- The task: From the listing below, reproduce word for word the part that opens with the line containing "let password_hash = ctx.hasher().hash(&request.password)?;" and closes with the line containing "self.scope.uow().users().add(&user).await?;"; reproduce nothing else.

-- Records supplied follows --

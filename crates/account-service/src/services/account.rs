//! Account service
//!
//! Self-profile read and update, administrator account management and the
//! doctor directory.

use account_core::entities::{AccountFilter, AccountInfo, AccountQuery, Role, User};
use account_core::error::DomainError;
use account_core::traits::IdentityProvider;
use tracing::{info, instrument, warn};
use uuid::Uuid;

use crate::dto::{AccountRequest, PageRequest, UpdateMeRequest};

use super::error::{ServiceError, ServiceResult};
use super::scope::RequestScope;

/// Account service
pub struct AccountService<'a> {
    scope: &'a RequestScope,
}

impl<'a> AccountService<'a> {
    /// Create a new AccountService
    pub fn new(scope: &'a RequestScope) -> Self {
        Self { scope }
    }

    // ========================================================================
    // Caller's own account
    // ========================================================================

    /// Summary of the calling account
    #[instrument(skip(self))]
    pub async fn get_me(&self) -> ServiceResult<AccountInfo> {
        let user_id = self.scope.identity().current_user_id().await?;

        self.scope
            .uow()
            .accounts()
            .read_one(&AccountFilter::by_id(user_id))
            .await?
            .ok_or_else(|| DomainError::NotAuthenticated.into())
    }

    /// Update name and username of the calling account. Roles are untouched.
    #[instrument(skip(self, request), fields(username = %request.username))]
    pub async fn update_me(&self, request: UpdateMeRequest) -> ServiceResult<()> {
        let mut user = self.scope.identity().current_user().await?;

        self.ensure_username_free(&request.username, Some(user.id))
            .await?;

        user.rename(
            request.first_name,
            request.last_name,
            request.username,
            self.scope.ctx().clock().now(),
        );
        self.scope.uow().users().update(&user).await?;
        self.scope.uow().commit().await?;

        info!(user_id = %user.id, "Profile updated");
        Ok(())
    }

    // ========================================================================
    // Administration
    // ========================================================================

    /// Page of every account, inactive ones included
    #[instrument(skip(self))]
    pub async fn all_accounts(&self, page: PageRequest) -> ServiceResult<Vec<AccountInfo>> {
        self.require_role(Role::Admin).await?;

        let query = AccountQuery::new(
            AccountFilter::default().including_inactive(),
            page.offset(),
            page.limit(),
        );
        Ok(self.scope.uow().accounts().read_many(&query).await?)
    }

    /// Create an account with explicit roles
    #[instrument(skip(self, request), fields(username = %request.username))]
    pub async fn create_account(&self, request: AccountRequest) -> ServiceResult<()> {
        self.require_role(Role::Admin).await?;
        Self::check_roles(&request)?;

        if request.password.is_empty() {
            return Err(ServiceError::validation("Password is required"));
        }

        self.ensure_username_free(&request.username, None).await?;

        let ctx = self.scope.ctx();
        let password_hash = ctx.hasher().hash(&request.password)?;
        let user = User::new(
            request.first_name,
            request.last_name,
            request.username,
            password_hash,
            request.roles,
            ctx.clock().now(),
        );

        self.scope.uow().users().add(&user).await?;
        self.scope.uow().commit().await?;

        info!(user_id = %user.id, "Account created");
        Ok(())
    }

    /// Overwrite an account's profile and roles, and its password when one
    /// is supplied
    #[instrument(skip(self, request), fields(user_id = %id))]
    pub async fn update_account(&self, id: Uuid, request: AccountRequest) -> ServiceResult<()> {
        self.require_role(Role::Admin).await?;
        Self::check_roles(&request)?;

        let mut user = self.load_user(id).await?;
        self.ensure_username_free(&request.username, Some(user.id))
            .await?;

        let ctx = self.scope.ctx();
        let now = ctx.clock().now();
        user.rename(request.first_name, request.last_name, request.username, now);
        user.set_roles(request.roles, now);
        if !request.password.is_empty() {
            user.set_password_hash(ctx.hasher().hash(&request.password)?, now);
        }

        self.scope.uow().users().update(&user).await?;
        self.scope.uow().commit().await?;

        info!("Account updated");
        Ok(())
    }

    /// Soft delete: the account becomes inactive and its sessions are dropped
    #[instrument(skip(self), fields(user_id = %id))]
    pub async fn delete_account(&self, id: Uuid) -> ServiceResult<()> {
        self.require_role(Role::Admin).await?;

        let mut user = self.load_user(id).await?;
        if !user.is_active {
            return Err(DomainError::AlreadyDeleted(id).into());
        }

        user.deactivate(self.scope.ctx().clock().now());
        self.scope.uow().users().update(&user).await?;
        let dropped = self
            .scope
            .uow()
            .refresh_sessions()
            .remove_for_user(id)
            .await?;
        self.scope.uow().commit().await?;

        info!(dropped_sessions = dropped, "Account deleted");
        Ok(())
    }

    // ========================================================================
    // Doctor directory
    // ========================================================================

    /// Page of active doctors, optionally filtered by full name
    #[instrument(skip(self))]
    pub async fn all_doctors(
        &self,
        page: PageRequest,
        name_filter: Option<String>,
    ) -> ServiceResult<Vec<AccountInfo>> {
        self.require_authenticated().await?;

        let filter = AccountFilter::default()
            .with_role(Role::Doctor)
            .with_name_filter(name_filter);
        let query = AccountQuery::new(filter, page.offset(), page.limit());
        Ok(self.scope.uow().accounts().read_many(&query).await?)
    }

    /// A single active doctor
    #[instrument(skip(self), fields(user_id = %id))]
    pub async fn doctor_identified(&self, id: Uuid) -> ServiceResult<AccountInfo> {
        self.require_authenticated().await?;

        let filter = AccountFilter::by_id(id).with_role(Role::Doctor);
        self.scope
            .uow()
            .accounts()
            .read_one(&filter)
            .await?
            .ok_or_else(|| DomainError::UserNotFound(id).into())
    }

    // ========================================================================
    // Helpers
    // ========================================================================

    async fn require_authenticated(&self) -> ServiceResult<()> {
        if self.scope.identity().is_authenticated().await {
            Ok(())
        } else {
            Err(DomainError::NotAuthenticated.into())
        }
    }

    /// Roles come from the credential, so a revoked role stays usable until
    /// the access token expires
    async fn require_role(&self, role: Role) -> ServiceResult<()> {
        let roles = self.scope.identity().current_roles().await?;
        if roles.contains(&role) {
            Ok(())
        } else {
            warn!(required = %role, "Access denied");
            Err(DomainError::AccessDenied(role.to_string()).into())
        }
    }

    /// Direct callers bypass `Validate`, so the empty role set is refused here too
    fn check_roles(request: &AccountRequest) -> ServiceResult<()> {
        if request.roles.is_empty() {
            let reason = "At least one role is required".to_string();
            return Err(DomainError::ValidationError(reason).into());
        }
        Ok(())
    }

    async fn load_user(&self, id: Uuid) -> ServiceResult<User> {
        self.scope
            .uow()
            .users()
            .find_by_id(id)
            .await?
            .ok_or_else(|| DomainError::UserNotFound(id).into())
    }

    /// Fail if `username` belongs to an account other than `owner`
    async fn ensure_username_free(&self, username: &str, owner: Option<Uuid>) -> ServiceResult<()> {
        match self.scope.uow().users().find_by_username(username).await? {
            Some(holder) if Some(holder.id) != owner => {
                warn!("Username already taken");
                Err(DomainError::UsernameExists(username.to_string()).into())
            }
            _ => Ok(()),
        }
    }
}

-- Records supplied concluded --

- Result for this task:
        let password_hash = ctx.hasher().hash(&request.password)?;
        let user = User::new(
            request.first_name,
            request.last_name,
            request.username,
            password_hash,
            request.roles,
            ctx.clock().now(),
        );

        self.scope.uow().users().add(&user).await?;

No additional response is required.